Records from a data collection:
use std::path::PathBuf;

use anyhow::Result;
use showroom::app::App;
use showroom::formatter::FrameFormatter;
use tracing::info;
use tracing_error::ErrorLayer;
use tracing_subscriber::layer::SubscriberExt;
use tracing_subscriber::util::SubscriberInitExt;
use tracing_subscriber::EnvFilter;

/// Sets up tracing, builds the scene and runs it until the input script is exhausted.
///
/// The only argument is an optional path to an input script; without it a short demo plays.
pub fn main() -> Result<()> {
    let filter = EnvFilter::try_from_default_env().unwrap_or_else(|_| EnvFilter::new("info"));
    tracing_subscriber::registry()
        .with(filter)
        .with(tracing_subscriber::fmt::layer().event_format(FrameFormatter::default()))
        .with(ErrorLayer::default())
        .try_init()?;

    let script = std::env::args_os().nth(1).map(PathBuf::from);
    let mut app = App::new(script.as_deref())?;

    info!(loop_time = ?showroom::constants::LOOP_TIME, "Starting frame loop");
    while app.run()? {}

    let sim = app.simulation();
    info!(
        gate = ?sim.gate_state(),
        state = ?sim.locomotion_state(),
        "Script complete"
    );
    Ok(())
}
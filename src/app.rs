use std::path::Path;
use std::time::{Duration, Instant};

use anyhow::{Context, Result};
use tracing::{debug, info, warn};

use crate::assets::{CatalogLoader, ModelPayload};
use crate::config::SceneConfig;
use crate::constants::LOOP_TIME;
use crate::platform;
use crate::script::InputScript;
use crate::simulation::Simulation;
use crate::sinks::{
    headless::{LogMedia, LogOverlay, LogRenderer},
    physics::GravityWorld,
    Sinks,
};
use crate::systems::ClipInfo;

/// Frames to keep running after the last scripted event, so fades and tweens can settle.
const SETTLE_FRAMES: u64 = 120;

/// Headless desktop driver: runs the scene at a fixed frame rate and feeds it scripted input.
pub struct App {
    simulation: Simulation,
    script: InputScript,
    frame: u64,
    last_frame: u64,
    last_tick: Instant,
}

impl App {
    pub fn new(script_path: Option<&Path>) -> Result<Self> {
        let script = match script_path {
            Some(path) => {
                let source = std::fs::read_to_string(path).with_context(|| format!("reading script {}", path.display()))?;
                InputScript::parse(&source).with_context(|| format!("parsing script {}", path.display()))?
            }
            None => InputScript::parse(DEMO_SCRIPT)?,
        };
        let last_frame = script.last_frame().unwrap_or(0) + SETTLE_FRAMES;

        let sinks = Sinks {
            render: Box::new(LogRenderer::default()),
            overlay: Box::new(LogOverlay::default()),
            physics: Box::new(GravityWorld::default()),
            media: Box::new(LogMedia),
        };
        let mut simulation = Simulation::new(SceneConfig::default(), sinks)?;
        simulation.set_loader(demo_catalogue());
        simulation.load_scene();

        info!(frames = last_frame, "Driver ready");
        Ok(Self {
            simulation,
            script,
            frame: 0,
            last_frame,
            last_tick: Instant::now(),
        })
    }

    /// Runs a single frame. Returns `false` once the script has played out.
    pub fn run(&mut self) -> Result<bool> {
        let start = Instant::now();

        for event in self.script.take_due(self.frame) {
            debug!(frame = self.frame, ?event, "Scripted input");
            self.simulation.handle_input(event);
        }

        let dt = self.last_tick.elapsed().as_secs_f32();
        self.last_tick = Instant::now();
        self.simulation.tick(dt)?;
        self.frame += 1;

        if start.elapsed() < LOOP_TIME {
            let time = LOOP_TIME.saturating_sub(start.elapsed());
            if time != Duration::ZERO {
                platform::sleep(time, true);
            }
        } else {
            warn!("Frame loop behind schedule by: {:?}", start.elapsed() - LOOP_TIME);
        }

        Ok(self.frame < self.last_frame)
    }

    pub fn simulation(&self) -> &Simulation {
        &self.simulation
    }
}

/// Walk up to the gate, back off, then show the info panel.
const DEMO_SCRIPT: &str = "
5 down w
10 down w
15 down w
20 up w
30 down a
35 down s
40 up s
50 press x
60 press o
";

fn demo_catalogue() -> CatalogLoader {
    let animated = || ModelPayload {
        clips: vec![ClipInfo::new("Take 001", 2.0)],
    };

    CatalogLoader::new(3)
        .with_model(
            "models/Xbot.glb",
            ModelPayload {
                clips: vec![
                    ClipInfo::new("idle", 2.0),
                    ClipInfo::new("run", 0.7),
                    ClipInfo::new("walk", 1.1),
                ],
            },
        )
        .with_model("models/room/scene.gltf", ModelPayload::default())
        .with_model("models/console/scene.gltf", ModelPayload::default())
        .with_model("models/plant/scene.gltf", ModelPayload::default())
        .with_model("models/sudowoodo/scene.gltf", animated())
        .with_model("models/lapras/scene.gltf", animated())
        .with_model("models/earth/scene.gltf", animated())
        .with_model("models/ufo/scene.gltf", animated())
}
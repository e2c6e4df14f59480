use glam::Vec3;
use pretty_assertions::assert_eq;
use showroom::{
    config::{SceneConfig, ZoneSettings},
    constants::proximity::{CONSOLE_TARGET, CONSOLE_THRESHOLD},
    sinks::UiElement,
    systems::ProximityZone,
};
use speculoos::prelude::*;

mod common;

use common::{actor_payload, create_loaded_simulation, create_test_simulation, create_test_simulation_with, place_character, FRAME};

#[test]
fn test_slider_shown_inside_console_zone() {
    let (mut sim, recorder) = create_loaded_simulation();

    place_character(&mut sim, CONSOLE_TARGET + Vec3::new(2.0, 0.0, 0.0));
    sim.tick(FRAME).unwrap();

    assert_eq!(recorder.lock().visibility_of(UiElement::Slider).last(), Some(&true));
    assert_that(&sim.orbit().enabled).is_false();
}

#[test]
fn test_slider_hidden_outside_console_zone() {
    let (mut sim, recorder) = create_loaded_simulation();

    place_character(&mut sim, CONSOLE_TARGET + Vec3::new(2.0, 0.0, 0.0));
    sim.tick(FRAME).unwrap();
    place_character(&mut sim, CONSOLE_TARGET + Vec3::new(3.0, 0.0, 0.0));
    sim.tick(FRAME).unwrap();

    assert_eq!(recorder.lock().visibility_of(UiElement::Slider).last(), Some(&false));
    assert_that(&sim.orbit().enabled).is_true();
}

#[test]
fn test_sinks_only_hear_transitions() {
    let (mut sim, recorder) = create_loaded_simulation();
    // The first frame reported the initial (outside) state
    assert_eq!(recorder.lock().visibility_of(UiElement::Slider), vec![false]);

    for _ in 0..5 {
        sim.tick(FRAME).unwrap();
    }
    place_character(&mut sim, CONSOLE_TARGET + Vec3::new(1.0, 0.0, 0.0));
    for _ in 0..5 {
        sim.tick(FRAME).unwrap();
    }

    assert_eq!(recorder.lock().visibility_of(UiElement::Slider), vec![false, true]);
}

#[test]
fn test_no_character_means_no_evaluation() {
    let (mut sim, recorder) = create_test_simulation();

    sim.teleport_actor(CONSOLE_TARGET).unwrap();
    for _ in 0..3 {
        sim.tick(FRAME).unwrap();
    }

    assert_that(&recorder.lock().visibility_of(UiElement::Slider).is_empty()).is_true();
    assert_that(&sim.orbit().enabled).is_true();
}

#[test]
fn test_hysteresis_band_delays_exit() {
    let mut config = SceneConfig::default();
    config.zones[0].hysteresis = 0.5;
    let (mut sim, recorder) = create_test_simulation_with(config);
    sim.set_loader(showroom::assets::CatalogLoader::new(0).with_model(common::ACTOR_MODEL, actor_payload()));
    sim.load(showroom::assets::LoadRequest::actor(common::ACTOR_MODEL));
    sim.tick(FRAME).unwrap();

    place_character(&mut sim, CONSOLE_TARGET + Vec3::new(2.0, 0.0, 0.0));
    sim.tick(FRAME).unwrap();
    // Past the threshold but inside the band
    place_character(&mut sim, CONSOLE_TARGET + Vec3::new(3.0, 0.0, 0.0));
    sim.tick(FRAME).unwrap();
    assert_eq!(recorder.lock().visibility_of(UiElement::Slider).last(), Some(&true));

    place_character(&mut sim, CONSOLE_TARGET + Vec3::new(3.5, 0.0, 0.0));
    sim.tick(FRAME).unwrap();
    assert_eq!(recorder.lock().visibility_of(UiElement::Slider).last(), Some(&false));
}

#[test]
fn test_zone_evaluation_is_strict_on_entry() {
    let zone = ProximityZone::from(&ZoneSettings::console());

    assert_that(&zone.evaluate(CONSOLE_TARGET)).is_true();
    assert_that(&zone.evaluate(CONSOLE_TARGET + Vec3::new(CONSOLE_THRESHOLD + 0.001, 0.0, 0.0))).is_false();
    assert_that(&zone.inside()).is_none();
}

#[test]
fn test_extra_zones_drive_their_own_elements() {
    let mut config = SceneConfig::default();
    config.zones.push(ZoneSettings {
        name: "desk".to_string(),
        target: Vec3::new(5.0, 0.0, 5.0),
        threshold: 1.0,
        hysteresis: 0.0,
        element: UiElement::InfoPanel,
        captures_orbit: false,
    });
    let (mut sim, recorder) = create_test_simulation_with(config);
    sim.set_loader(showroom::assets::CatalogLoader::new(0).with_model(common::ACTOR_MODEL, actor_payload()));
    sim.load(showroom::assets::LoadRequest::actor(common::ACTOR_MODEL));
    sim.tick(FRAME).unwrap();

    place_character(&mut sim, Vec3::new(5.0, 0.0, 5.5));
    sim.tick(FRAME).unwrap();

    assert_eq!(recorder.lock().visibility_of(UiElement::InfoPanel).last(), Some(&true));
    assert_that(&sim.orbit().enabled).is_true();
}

■ WHAT THE TASK ASKS ■
Whenever a line of the records holds the string "parse", pick it out and copy it.

■ RESULT OF THIS EXERCISE ■
                InputScript::parse(&source).with_context(|| format!("parsing script {}", path.display()))?
            None => InputScript::parse(DEMO_SCRIPT)?,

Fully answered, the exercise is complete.